What's war? What's plague? We know they'll pass
Judgement is passed, we see an end to them.
But which of us can cope with this fear, this -
The terror that is named the flight of time?
Anna Akhmatova
A complete and brief metaphysics there will be no other
If we may be so bold, four cornerstones support the house of the human spirit: Mind, God, Love and Death.
Vaulting this structure is Time, the most common, yet most mysterious aspect of reality. Something exists and ceases to exist. Something is a certain way and now it’s different. Something happened yesterday or just a minute ago and reality will never, ever again, be exactly the same.

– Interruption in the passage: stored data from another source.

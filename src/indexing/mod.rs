//! The indexing pipeline: turns freshly loaded documents into resolved,
//! symbol-table-registered definitions.

pub mod pipeline;
pub use pipeline::Pipeline;

use crate::documents::{DefinitionStore, DocumentLibrary};
use crate::types::DocumentId;

/// Pass 8: flip the bookkeeping flags a dirty document carries once every
/// earlier pass has run over it.
pub fn finalize(documents: &DocumentLibrary, dirty: &[DocumentId]) {
    for &doc_id in dirty {
        if let Some(document) = documents.get(doc_id) {
            let mut document = document.lock();
            document.needs_indexing = false;
            document.currently_indexing = false;
            document.imports_indexed = true;
        }
        documents.mark_as_indexed(doc_id);
    }
}

/// Runs passes 1 through 6 (prepare, integrity, declare, link references,
/// parameter type-check, resolve trait arguments) over every document the
/// library reports as needing indexing. Passes 7's three stages are driven
/// separately via `Corpus::resolve_references_and_validate` since callers
/// may stop partway through them.
pub fn run_to_minimum(
    pipeline: &Pipeline<'_>,
    documents: &DocumentLibrary,
    definitions: &mut DefinitionStore,
) -> Vec<DocumentId> {
    let dirty = documents.documents_needing_indexing();
    if dirty.is_empty() {
        return dirty;
    }

    pipeline.prepare(&dirty);
    let healthy = pipeline.integrity(&dirty, definitions);
    let healthy = pipeline.declare(&healthy, definitions);
    pipeline.link_references(&healthy, definitions);
    pipeline.parameter_type_check(&healthy, definitions);
    pipeline.resolve_trait_arguments(&healthy, definitions);
    healthy
}
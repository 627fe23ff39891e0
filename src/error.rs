//! Error types for the corpus resolution and indexing engine.
//!
//! Structured via `thiserror`, one enum per architectural layer, matching the
//! error taxonomy by architectural layer.

use crate::types::{DefinitionId, DocumentId, ObjectType};
use thiserror::Error;

#[derive(Error, Debug)]
pub enum CdmError {
    #[error("malformed corpus path '{path}': {reason}")]
    PathFormatError { path: String, reason: String },

    #[error("unknown namespace '{namespace}' in path '{path}'")]
    UnknownNamespace { namespace: String, path: String },

    #[error("could not load '{path}'")]
    NotFound { path: String },

    #[error("failed to parse document '{path}': {reason}")]
    ParseError { path: String, reason: String },

    #[error("duplicate declaration '{declared_path}' in document '{document}'")]
    DuplicateDeclaration {
        declared_path: String,
        document: String,
    },

    #[error("unresolved symbol '{symbol}' with respect to document '{wrt_doc}'")]
    UnresolvedSymbol { symbol: String, wrt_doc: String },

    #[error("moniker '{moniker}' not found in document '{doc}'")]
    MonikerNotFound { moniker: String, doc: String },

    #[error("symbol '{symbol}' resolved to {found:?}, expected {expected:?}")]
    ExpectedTypeMismatch {
        symbol: String,
        found: ObjectType,
        expected: ObjectType,
    },

    #[error("argument for parameter '{parameter}' is not convertible to its data type")]
    ParameterTypeMismatch { parameter: String },

    #[error("trait invocation '{trait_name}' is missing required argument '{parameter}'")]
    MissingRequiredArgument {
        trait_name: String,
        parameter: String,
    },

    #[error("resolved entity '{entity}' has no 'is.identifiedBy' trait")]
    MissingPrimaryKey { entity: String },

    #[error(transparent)]
    Storage(#[from] crate::storage::error::StorageError),

    #[error("document {0} is not registered in the document library")]
    DocumentNotRegistered(DocumentId),

    #[error("definition {0:?} not found")]
    DefinitionNotFound(DefinitionId),
}

pub type CdmResult<T> = Result<T, CdmError>;

/// Severity used both by `EventCallback` delivery and by the shallow/strict
/// validation downgrade rule.
#[derive(Debug, Clone, Copy, PartialEq, Eq, PartialOrd, Ord)]
pub enum Severity {
    Warning,
    Error,
}

impl CdmError {
    /// Under shallow validation, reference and type errors are downgraded to
    /// warnings rather than aborting the pass.
    pub fn severity(&self, shallow: bool) -> Severity {
        match self {
            CdmError::UnresolvedSymbol { .. }
            | CdmError::MonikerNotFound { .. }
            | CdmError::ExpectedTypeMismatch { .. }
                if shallow =>
            {
                Severity::Warning
            }
            CdmError::MissingPrimaryKey { .. } => Severity::Warning,
            _ => Severity::Error,
        }
    }
}
use ::faer::{Mat, MatRef};

use super::BandMat;
use crate::error::{Error, Result};

/// Packs the band of a dense square matrix into compact band storage.
/// Entries outside the band are dropped.
pub fn from_dense(a: MatRef<f64>, kl: usize, ku: usize) -> Result<BandMat> {
    let (rows, cols) = (a.nrows(), a.ncols());
    if rows != cols {
        return Err(Error::NotSquare { rows, cols });
    }
    BandMat::from_fn(rows, kl, ku, |i, j| a.read(i, j))
}

/// Expands a band matrix into a dense matrix with explicit zeros.
pub fn to_dense(a: &BandMat) -> Mat<f64> {
    let n = a.layout().n();
    Mat::from_fn(n, n, |i, j| a.get(i, j))
}

#[cfg(test)]
mod tests {
    use super::*;
    use crate::Norm;

    #[test]
    fn test_from_dense() {
        let dense = Mat::from_fn(4, 4, |i, j| (1 + 4 * i + j) as f64);
        let band = from_dense(dense.as_ref(), 1, 0).unwrap();
        assert_eq!(band.get(2, 1), 10.0);
        assert_eq!(band.get(2, 2), 11.0);
        assert_eq!(band.get(1, 2), 0.0);
        assert_eq!(band.norm(Norm::MaxRowSum).unwrap(), 15.0 + 16.0);
    }

    #[test]
    fn test_not_square() {
        let dense = Mat::<f64>::zeros(2, 3);
        assert_eq!(
            from_dense(dense.as_ref(), 0, 0),
            Err(Error::NotSquare { rows: 2, cols: 3 })
        );
    }

    #[test]
    fn test_to_dense() {
        let band = BandMat::from_fn(3, 1, 1, |i, j| if i == j { 2.0 } else { -1.0 })
            .unwrap();
        let dense = to_dense(&band);
        assert_eq!(dense.nrows(), 3);
        assert_eq!(dense.read(0, 0), 2.0);
        assert_eq!(dense.read(0, 1), -1.0);
        assert_eq!(dense.read(0, 2), 0.0);
        assert_eq!(dense.read(2, 0), 0.0);

        let back = from_dense(dense.as_ref(), 1, 1).unwrap();
        assert_eq!(back, band);
    }
}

So, Time, the most universally shared aspect of reality, is also its most terrifying.
To cope with this temporal terror, we cling to the foundation of our spiritual habitat, anchored on Mind, God, Love and Death.
Mind serves in detecting eternal — time resistant — truth.
God — the absolute entity — knows neither past nor future, encompassing all in the eternal now.
Love — the most intense experience — resigns from past and future in a concentrated, singular presence.
Death ends the temporality, that mires our lives, and, we may speculate, is perhaps the door to a new temporality, about which we know nothing (almost nothing).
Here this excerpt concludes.